▶ [PROBLEM DETAILS] Return only the lines running from the top of the entries to the line with "impl fmt::Display for Severity", inclusive, exactly as written.

[Items from a dataset]
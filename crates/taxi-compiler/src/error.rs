//! Compilation diagnostics.
//!
//! Errors are accumulated while compiling and surfaced once, either as the
//! list returned by `compile_with_messages` or wrapped in a
//! [`CompilationException`].

use std::fmt;

use serde::Serialize;
use taxi_common::span::{LineIndex, Span};

#[derive(Debug, Clone, Copy, PartialEq, Eq, Hash, PartialOrd, Ord, Serialize)]
#[serde(rename_all = "lowercase")]
pub enum Severity {
    Error,
    Warning,
    Info,
}

impl fmt::Display for Severity {
    fn fmt(&self, f: &mut fmt::Formatter<'_>) -> fmt::Result {
        match self {
            Severity::Error => write!(f, "error"),
            Severity::Warning => write!(f, "warning"),
            Severity::Info => write!(f, "info"),
        }
    }
}

/// What went wrong, independent of where.
#[derive(Debug, Clone, PartialEq, Eq, thiserror::Error)]
pub enum CompileErrorKind {
    #[error("{0}")]
    Syntax(String),
    #[error("Unresolved type: {0}")]
    UnresolvedType(String),
    #[error("Attempt to redefine {kind} {name}")]
    Redefinition { kind: &'static str, name: String },
    #[error("Invalid extension: {0}")]
    InvalidExtension(String),
    #[error("Type {name} expects {expected} type argument(s) but received {actual}")]
    InvalidGenericArity {
        name: String,
        expected: usize,
        actual: usize,
    },
    #[error("{0}")]
    InvalidConstraint(String),
    #[error("{0}")]
    InvalidDeclaration(String),
    #[error("Internal compiler error: {0}")]
    Internal(String),
}

impl CompileErrorKind {
    /// Stable code shown in rendered and JSON diagnostics.
    pub fn code(&self) -> &'static str {
        match self {
            CompileErrorKind::Syntax(_) => "E0001",
            CompileErrorKind::UnresolvedType(_) => "E0002",
            CompileErrorKind::Redefinition { .. } => "E0003",
            CompileErrorKind::InvalidExtension(_) => "E0004",
            CompileErrorKind::InvalidGenericArity { .. } => "E0005",
            CompileErrorKind::InvalidConstraint(_) => "E0006",
            CompileErrorKind::InvalidDeclaration(_) => "E0007",
            CompileErrorKind::Internal(_) => "E0099",
        }
    }

    pub fn name(&self) -> &'static str {
        match self {
            CompileErrorKind::Syntax(_) => "Syntax",
            CompileErrorKind::UnresolvedType(_) => "UnresolvedType",
            CompileErrorKind::Redefinition { .. } => "Redefinition",
            CompileErrorKind::InvalidExtension(_) => "InvalidExtension",
            CompileErrorKind::InvalidGenericArity { .. } => "InvalidGenericArity",
            CompileErrorKind::InvalidConstraint(_) => "InvalidConstraint",
            CompileErrorKind::InvalidDeclaration(_) => "InvalidDeclaration",
            CompileErrorKind::Internal(_) => "Internal",
        }
    }
}

/// A located diagnostic. `line` is 1-based, `char` is the 0-based column.
#[derive(Debug, Clone, PartialEq, Eq, Serialize)]
pub struct CompilationError {
    pub line: u32,
    pub char: u32,
    pub message: String,
    pub source_name: String,
    pub severity: Severity,
    #[serde(skip)]
    pub kind: CompileErrorKind,
    pub span: Option<Span>,
}

impl CompilationError {
    pub fn new(kind: CompileErrorKind, severity: Severity, source_name: &str, index: &LineIndex, span: Span) -> Self {
        let (line, col) = index.line_col(span.start);
        Self {
            line,
            char: col - 1,
            message: kind.to_string(),
            source_name: source_name.to_string(),
            severity,
            kind,
            span: Some(span),
        }
    }

    /// A diagnostic with no source position, e.g. an internal failure.
    pub fn unlocated(kind: CompileErrorKind, source_name: &str) -> Self {
        Self {
            line: 0,
            char: 0,
            message: kind.to_string(),
            source_name: source_name.to_string(),
            severity: Severity::Error,
            kind,
            span: None,
        }
    }

    pub fn is_error(&self) -> bool {
        self.severity == Severity::Error
    }
}

impl fmt::Display for CompilationError {
    fn fmt(&self, f: &mut fmt::Formatter<'_>) -> fmt::Result {
        write!(
            f,
            "{}({},{}) {}: {}",
            self.source_name, self.line, self.char, self.severity, self.message
        )
    }
}

/// The aggregate failure of one compilation.
#[derive(Debug, Clone, thiserror::Error)]
#[error("Compilation failed with {} error(s):\n{}", .errors.len(), summarize(.errors))]
pub struct CompilationException {
    pub errors: Vec<CompilationError>,
}

impl CompilationException {
    pub fn new(errors: Vec<CompilationError>) -> Self {
        Self { errors }
    }

    pub fn messages(&self) -> Vec<&str> {
        self.errors.iter().map(|e| e.message.as_str()).collect()
    }
}

fn summarize(errors: &[CompilationError]) -> String {
    errors
        .iter()
        .map(|e| e.to_string())
        .collect::<Vec<_>>()
        .join("\n")
}

#[cfg(test)]
mod tests {
    use super::*;

    #[test]
    fn position_is_one_based_line_zero_based_char() {
        let source = "type A {\n  b : Bar\n}";
        let index = LineIndex::new(source);
        let err = CompilationError::new(
            CompileErrorKind::UnresolvedType("Bar".to_string()),
            Severity::Error,
            "a.taxi",
            &index,
            Span::new(15, 18),
        );
        assert_eq!((err.line, err.char), (2, 6));
        assert_eq!(err.message, "Unresolved type: Bar");
        assert_eq!(err.to_string(), "a.taxi(2,6) error: Unresolved type: Bar");
    }

    #[test]
    fn exception_lists_every_error() {
        let exception = CompilationException::new(vec![
            CompilationError::unlocated(CompileErrorKind::Internal("boom".to_string()), "x.taxi"),
            CompilationError::unlocated(
                CompileErrorKind::Redefinition {
                    kind: "type",
                    name: "A".to_string(),
                },
                "y.taxi",
            ),
        ]);
        let text = exception.to_string();
        assert!(text.starts_with("Compilation failed with 2 error(s):"));
        assert!(text.contains("Internal compiler error: boom"));
        assert!(text.contains("Attempt to redefine type A"));
    }
}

▶ [COMPLETED TASK]
filename crates/taxi-compiler/src/error.rs
//! Compilation diagnostics.
//!
//! Errors are accumulated while compiling and surfaced once, either as the
//! list returned by `compile_with_messages` or wrapped in a
//! [`CompilationException`].

use std::fmt;

use serde::Serialize;
use taxi_common::span::{LineIndex, Span};

#[derive(Debug, Clone, Copy, PartialEq, Eq, Hash, PartialOrd, Ord, Serialize)]
#[serde(rename_all = "lowercase")]
pub enum Severity {
    Error,
    Warning,
    Info,
}

impl fmt::Display for Severity {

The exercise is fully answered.